----- Input data

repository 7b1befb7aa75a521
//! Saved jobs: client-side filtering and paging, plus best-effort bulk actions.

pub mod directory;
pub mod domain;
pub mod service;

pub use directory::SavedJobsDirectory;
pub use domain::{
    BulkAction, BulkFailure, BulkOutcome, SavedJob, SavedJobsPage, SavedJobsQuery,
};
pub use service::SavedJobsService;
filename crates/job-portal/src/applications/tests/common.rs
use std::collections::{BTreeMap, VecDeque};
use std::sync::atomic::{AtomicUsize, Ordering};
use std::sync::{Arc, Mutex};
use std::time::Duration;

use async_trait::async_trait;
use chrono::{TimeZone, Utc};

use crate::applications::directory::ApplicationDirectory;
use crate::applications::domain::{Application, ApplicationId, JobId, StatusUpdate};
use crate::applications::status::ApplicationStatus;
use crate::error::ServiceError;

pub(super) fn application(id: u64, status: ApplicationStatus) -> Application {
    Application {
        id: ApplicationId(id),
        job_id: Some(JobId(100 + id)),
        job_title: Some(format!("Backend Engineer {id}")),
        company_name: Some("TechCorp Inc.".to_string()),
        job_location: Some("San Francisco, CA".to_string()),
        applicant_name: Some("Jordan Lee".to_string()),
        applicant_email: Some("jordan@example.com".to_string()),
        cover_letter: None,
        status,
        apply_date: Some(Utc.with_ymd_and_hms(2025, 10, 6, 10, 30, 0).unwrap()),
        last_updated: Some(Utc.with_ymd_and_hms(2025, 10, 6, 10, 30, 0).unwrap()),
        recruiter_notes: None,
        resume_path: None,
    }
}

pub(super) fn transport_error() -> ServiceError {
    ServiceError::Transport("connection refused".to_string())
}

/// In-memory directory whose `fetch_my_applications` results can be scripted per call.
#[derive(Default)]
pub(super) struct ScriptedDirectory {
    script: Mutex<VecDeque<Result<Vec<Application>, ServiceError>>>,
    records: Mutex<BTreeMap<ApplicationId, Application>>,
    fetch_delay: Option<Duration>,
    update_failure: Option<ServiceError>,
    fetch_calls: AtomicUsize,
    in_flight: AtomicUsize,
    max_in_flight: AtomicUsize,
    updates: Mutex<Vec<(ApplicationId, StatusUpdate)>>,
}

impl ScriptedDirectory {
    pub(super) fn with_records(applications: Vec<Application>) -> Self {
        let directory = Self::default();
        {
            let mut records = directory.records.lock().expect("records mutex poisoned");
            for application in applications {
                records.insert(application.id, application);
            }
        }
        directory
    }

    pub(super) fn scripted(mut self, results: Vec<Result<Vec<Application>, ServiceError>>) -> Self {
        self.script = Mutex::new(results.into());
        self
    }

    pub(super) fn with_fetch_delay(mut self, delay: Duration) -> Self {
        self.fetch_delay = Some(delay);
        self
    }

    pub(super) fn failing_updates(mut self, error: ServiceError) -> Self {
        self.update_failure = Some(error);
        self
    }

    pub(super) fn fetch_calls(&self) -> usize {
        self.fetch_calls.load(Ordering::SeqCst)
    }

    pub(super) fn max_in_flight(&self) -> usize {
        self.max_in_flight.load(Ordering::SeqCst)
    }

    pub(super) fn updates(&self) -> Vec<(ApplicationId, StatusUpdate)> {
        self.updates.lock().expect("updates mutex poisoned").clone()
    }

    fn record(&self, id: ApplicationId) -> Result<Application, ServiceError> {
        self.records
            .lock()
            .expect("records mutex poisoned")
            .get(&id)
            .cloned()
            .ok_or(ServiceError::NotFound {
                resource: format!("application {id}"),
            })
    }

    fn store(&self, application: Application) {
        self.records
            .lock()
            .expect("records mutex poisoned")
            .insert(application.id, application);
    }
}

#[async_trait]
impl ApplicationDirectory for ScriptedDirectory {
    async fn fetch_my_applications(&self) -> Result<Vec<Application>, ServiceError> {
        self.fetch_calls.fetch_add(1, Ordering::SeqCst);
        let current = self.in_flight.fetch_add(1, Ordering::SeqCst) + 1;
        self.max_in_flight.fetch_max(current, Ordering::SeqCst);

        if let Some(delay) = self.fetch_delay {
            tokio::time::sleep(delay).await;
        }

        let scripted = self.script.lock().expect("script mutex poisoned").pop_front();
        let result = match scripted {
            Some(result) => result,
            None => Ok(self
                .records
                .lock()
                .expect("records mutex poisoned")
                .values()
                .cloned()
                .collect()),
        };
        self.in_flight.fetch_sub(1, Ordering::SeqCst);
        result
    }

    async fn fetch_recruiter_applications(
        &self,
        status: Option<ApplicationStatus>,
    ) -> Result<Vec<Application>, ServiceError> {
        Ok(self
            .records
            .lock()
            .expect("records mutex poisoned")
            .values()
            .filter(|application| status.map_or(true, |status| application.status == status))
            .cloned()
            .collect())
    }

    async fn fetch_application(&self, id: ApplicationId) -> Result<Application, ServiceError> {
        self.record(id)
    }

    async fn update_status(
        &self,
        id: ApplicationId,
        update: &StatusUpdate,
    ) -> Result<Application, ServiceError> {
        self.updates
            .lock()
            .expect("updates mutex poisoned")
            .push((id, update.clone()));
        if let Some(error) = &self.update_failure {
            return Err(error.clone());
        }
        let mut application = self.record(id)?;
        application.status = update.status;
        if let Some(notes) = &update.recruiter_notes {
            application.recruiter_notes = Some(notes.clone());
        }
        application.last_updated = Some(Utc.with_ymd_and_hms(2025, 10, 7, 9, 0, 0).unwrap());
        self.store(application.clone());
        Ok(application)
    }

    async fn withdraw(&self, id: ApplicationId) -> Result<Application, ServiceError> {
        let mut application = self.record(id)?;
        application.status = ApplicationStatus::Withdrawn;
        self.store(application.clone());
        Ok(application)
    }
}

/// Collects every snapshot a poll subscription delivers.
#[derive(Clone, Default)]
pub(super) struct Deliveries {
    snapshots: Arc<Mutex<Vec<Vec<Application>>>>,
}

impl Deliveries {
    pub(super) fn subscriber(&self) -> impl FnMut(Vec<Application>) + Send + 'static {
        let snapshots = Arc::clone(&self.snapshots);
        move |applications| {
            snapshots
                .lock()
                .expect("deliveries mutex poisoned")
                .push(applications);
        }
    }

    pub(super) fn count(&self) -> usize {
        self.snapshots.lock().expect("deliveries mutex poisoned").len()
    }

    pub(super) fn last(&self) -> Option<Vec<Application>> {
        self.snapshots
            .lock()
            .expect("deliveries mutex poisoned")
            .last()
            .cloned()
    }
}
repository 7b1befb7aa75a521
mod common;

----------

§ **How to complete this task**: All records above must be printed again, exactly.

§ **Written response**:
repository 7b1befb7aa75a521
//! Saved jobs: client-side filtering and paging, plus best-effort bulk actions.

pub mod directory;
pub mod domain;
pub mod service;

pub use directory::SavedJobsDirectory;
pub use domain::{
    BulkAction, BulkFailure, BulkOutcome, SavedJob, SavedJobsPage, SavedJobsQuery,
};
pub use service::SavedJobsService;
filename crates/job-portal/src/applications/tests/common.rs
use std::collections::{BTreeMap, VecDeque};
use std::sync::atomic::{AtomicUsize, Ordering};
use std::sync::{Arc, Mutex};
use std::time::Duration;

use async_trait::async_trait;
use chrono::{TimeZone, Utc};

use crate::applications::directory::ApplicationDirectory;
use crate::applications::domain::{Application, ApplicationId, JobId, StatusUpdate};
use crate::applications::status::ApplicationStatus;
use crate::error::ServiceError;

pub(super) fn application(id: u64, status: ApplicationStatus) -> Application {
    Application {
        id: ApplicationId(id),
        job_id: Some(JobId(100 + id)),
        job_title: Some(format!("Backend Engineer {id}")),
        company_name: Some("TechCorp Inc.".to_string()),
        job_location: Some("San Francisco, CA".to_string()),
        applicant_name: Some("Jordan Lee".to_string()),
        applicant_email: Some("jordan@example.com".to_string()),
        cover_letter: None,
        status,
        apply_date: Some(Utc.with_ymd_and_hms(2025, 10, 6, 10, 30, 0).unwrap()),
        last_updated: Some(Utc.with_ymd_and_hms(2025, 10, 6, 10, 30, 0).unwrap()),
        recruiter_notes: None,
        resume_path: None,
    }
}

pub(super) fn transport_error() -> ServiceError {
    ServiceError::Transport("connection refused".to_string())
}

/// In-memory directory whose `fetch_my_applications` results can be scripted per call.
#[derive(Default)]
pub(super) struct ScriptedDirectory {
    script: Mutex<VecDeque<Result<Vec<Application>, ServiceError>>>,
    records: Mutex<BTreeMap<ApplicationId, Application>>,
    fetch_delay: Option<Duration>,
    update_failure: Option<ServiceError>,
    fetch_calls: AtomicUsize,
    in_flight: AtomicUsize,
    max_in_flight: AtomicUsize,
    updates: Mutex<Vec<(ApplicationId, StatusUpdate)>>,
}

impl ScriptedDirectory {
    pub(super) fn with_records(applications: Vec<Application>) -> Self {
        let directory = Self::default();
        {
            let mut records = directory.records.lock().expect("records mutex poisoned");
            for application in applications {
                records.insert(application.id, application);
            }
        }
        directory
    }

    pub(super) fn scripted(mut self, results: Vec<Result<Vec<Application>, ServiceError>>) -> Self {
        self.script = Mutex::new(results.into());
        self
    }

    pub(super) fn with_fetch_delay(mut self, delay: Duration) -> Self {
        self.fetch_delay = Some(delay);
        self
    }

    pub(super) fn failing_updates(mut self, error: ServiceError) -> Self {
        self.update_failure = Some(error);
        self
    }

    pub(super) fn fetch_calls(&self) -> usize {
        self.fetch_calls.load(Ordering::SeqCst)
    }

    pub(super) fn max_in_flight(&self) -> usize {
        self.max_in_flight.load(Ordering::SeqCst)
    }

    pub(super) fn updates(&self) -> Vec<(ApplicationId, StatusUpdate)> {
        self.updates.lock().expect("updates mutex poisoned").clone()
    }

    fn record(&self, id: ApplicationId) -> Result<Application, ServiceError> {
        self.records
            .lock()
            .expect("records mutex poisoned")
            .get(&id)
            .cloned()
            .ok_or(ServiceError::NotFound {
                resource: format!("application {id}"),
            })
    }

    fn store(&self, application: Application) {
        self.records
            .lock()
            .expect("records mutex poisoned")
            .insert(application.id, application);
    }
}

#[async_trait]
impl ApplicationDirectory for ScriptedDirectory {
    async fn fetch_my_applications(&self) -> Result<Vec<Application>, ServiceError> {
        self.fetch_calls.fetch_add(1, Ordering::SeqCst);
        let current = self.in_flight.fetch_add(1, Ordering::SeqCst) + 1;
        self.max_in_flight.fetch_max(current, Ordering::SeqCst);

        if let Some(delay) = self.fetch_delay {
            tokio::time::sleep(delay).await;
        }

        let scripted = self.script.lock().expect("script mutex poisoned").pop_front();
        let result = match scripted {
            Some(result) => result,
            None => Ok(self
                .records
                .lock()
                .expect("records mutex poisoned")
                .values()
                .cloned()
                .collect()),
        };
        self.in_flight.fetch_sub(1, Ordering::SeqCst);
        result
    }

    async fn fetch_recruiter_applications(
        &self,
        status: Option<ApplicationStatus>,
    ) -> Result<Vec<Application>, ServiceError> {
        Ok(self
            .records
            .lock()
            .expect("records mutex poisoned")
            .values()
            .filter(|application| status.map_or(true, |status| application.status == status))
            .cloned()
            .collect())
    }

    async fn fetch_application(&self, id: ApplicationId) -> Result<Application, ServiceError> {
        self.record(id)
    }

    async fn update_status(
        &self,
        id: ApplicationId,
        update: &StatusUpdate,
    ) -> Result<Application, ServiceError> {
        self.updates
            .lock()
            .expect("updates mutex poisoned")
            .push((id, update.clone()));
        if let Some(error) = &self.update_failure {
            return Err(error.clone());
        }
        let mut application = self.record(id)?;
        application.status = update.status;
        if let Some(notes) = &update.recruiter_notes {
            application.recruiter_notes = Some(notes.clone());
        }
        application.last_updated = Some(Utc.with_ymd_and_hms(2025, 10, 7, 9, 0, 0).unwrap());
        self.store(application.clone());
        Ok(application)
    }

    async fn withdraw(&self, id: ApplicationId) -> Result<Application, ServiceError> {
        let mut application = self.record(id)?;
        application.status = ApplicationStatus::Withdrawn;
        self.store(application.clone());
        Ok(application)
    }
}

/// Collects every snapshot a poll subscription delivers.
#[derive(Clone, Default)]
pub(super) struct Deliveries {
    snapshots: Arc<Mutex<Vec<Vec<Application>>>>,
}

impl Deliveries {
    pub(super) fn subscriber(&self) -> impl FnMut(Vec<Application>) + Send + 'static {
        let snapshots = Arc::clone(&self.snapshots);
        move |applications| {
            snapshots
                .lock()
                .expect("deliveries mutex poisoned")
                .push(applications);
        }
    }

    pub(super) fn count(&self) -> usize {
        self.snapshots.lock().expect("deliveries mutex poisoned").len()
    }

    pub(super) fn last(&self) -> Option<Vec<Application>> {
        self.snapshots
            .lock()
            .expect("deliveries mutex poisoned")
            .last()
            .cloned()
    }
}
repository 7b1befb7aa75a521
mod common;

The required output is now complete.